The 1080p video quality is, overall, excellent. The film is presented in its original 1.66:1 aspect ratio, so you’re going to see thin black bars on the sides of your screen – that’s by design and as it should be, so you’ll hear no complaints about it from us. Color is incredibly vibrant and accurate, with deep, dark blacks and excellent shadow detailing – all very important to this particular film. I should note that the film does appear to have undergone a bit of digital scrubbing to reduce film grain. That said, you needn’t worry that the use of DNR has negatively impacted the quality in this case. Fine detail is still excellent, and the grain hasn’t been completely removed – you can still see it if you look very closely. What you get is a very smooth looking image, with an only very occasional too-digital appearance. Since this is a stop-motion film, without live action, the image never looks unnatural. (If there WERE live actors here, you might notice the lack of skin detailing, for example, but there aren’t... so you don’t.) On the audio front, you get a very lively and musical Dolby TrueHD 7.1 mix – one that delivers both a natural soundfield and also an engaging sonic experience. I don’t think it’s quite as good as the video, but it more than does the job.

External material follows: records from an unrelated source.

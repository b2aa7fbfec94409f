// HTTP handlers for quote and checkout endpoints
//
// Bodies are read as raw bytes and parsed here so every storefront shape,
// and an empty body, reaches the normalizer.

use axum::{body::Bytes, extract::State, Json};
use serde_json::{json, Value};

use crate::error::ApiError;
use crate::orders::{CheckoutResponse, QuoteResponse, RawOrderPayload};

/// Handler for POST /api/quote
/// Prices an order from its dimensions and quantity
#[utoipa::path(
    post,
    path = "/api/quote",
    responses(
        (status = 200, description = "Server-computed price", body = QuoteResponse),
        (status = 400, description = "Missing or invalid fields, or an order too large to charge", body = String, example = json!({"error_code": "VALIDATION_ERROR", "message": "Missing or invalid field(s): quantity"}))
    ),
    tag = "pricing"
)]
pub async fn quote_handler(
    State(state): State<crate::AppState>,
    body: Bytes,
) -> Result<Json<QuoteResponse>, ApiError> {
    let raw = RawOrderPayload::from_slice(&body)?;
    let quote = state.order_service.quote(&raw)?;
    Ok(Json(quote))
}

/// Handler for POST /api/checkout
/// Normalizes the order, re-prices it and starts a payment session
#[utoipa::path(
    post,
    path = "/api/checkout",
    responses(
        (status = 200, description = "Checkout session created", body = CheckoutResponse),
        (status = 400, description = "Invalid JSON, missing/invalid fields or an order too large to charge", body = String, example = json!({"error_code": "VALIDATION_ERROR", "message": "Missing or invalid field(s): width, total"})),
        (status = 409, description = "Client price does not match the server quote", body = String, example = json!({"error_code": "PRICE_MISMATCH"})),
        (status = 500, description = "Checkout not configured", body = String, example = json!({"error_code": "CONFIGURATION_ERROR"})),
        (status = 502, description = "Payment processor failure", body = String, example = json!({"error_code": "UPSTREAM_ERROR"}))
    ),
    tag = "checkout"
)]
pub async fn create_checkout_handler(
    State(state): State<crate::AppState>,
    body: Bytes,
) -> Result<Json<CheckoutResponse>, ApiError> {
    let raw = RawOrderPayload::from_slice(&body)?;
    let checkout = state.order_service.create_checkout(&raw).await?;
    Ok(Json(checkout))
}

/// Handler for GET /api/checkout
/// Friendly message for browser visits
#[utoipa::path(
    get,
    path = "/api/checkout",
    responses(
        (status = 200, description = "Usage hint", body = String, example = json!({"message": "Use POST to create a checkout session."}))
    ),
    tag = "checkout"
)]
pub async fn checkout_info_handler() -> Json<Value> {
    Json(json!({ "message": "Use POST to create a checkout session." }))
}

In terms of bonus material, you get virtually everything that was available on the previous special edition DVD release, with one key exception. The previous DVD included an audio commentary with director Henry Selick and D.P. Pete Kozachik. The new Blu-ray Disc features a completely new commentary, featuring Selick, composer Danny Elfman and producer Tim Burton. The new track is excellent, but some of you might still want to keep your previous DVD to keep the old commentary too. (I just tucked the DVD into the Blu-ray packaging in a paper sleeve.) All of the other video-based extras from the DVD are here, PLUS you get a number of new items. Among them are a new introduction to the film by Burton, a video tour of Disney’s Haunted Mansion (as transformed at Christmas into Jack’s world), a all-new making of documentary, featurettes on Halloween Town and Christmas Town, Burton’s original poem narrated by actor Christopher Lee and more. You also get a ‘Disney File’ digital copy version of the film on a second disc. All in all, this is a great collection of material that should satisfy any fan.
As far as I’m concerned, The Nightmare Before Christmas should be traditional viewing every Halloween night. Nothing else captures the magic of both Halloween and Christmas. For those of us who believe the holiday season officially begins in October and not November, it wonderfully sums up our joy at Halloween and helps build our excitement for the holidays still to come.
Happy Halloween, everyone... and may we be the first to wish you a very Merry Christmas.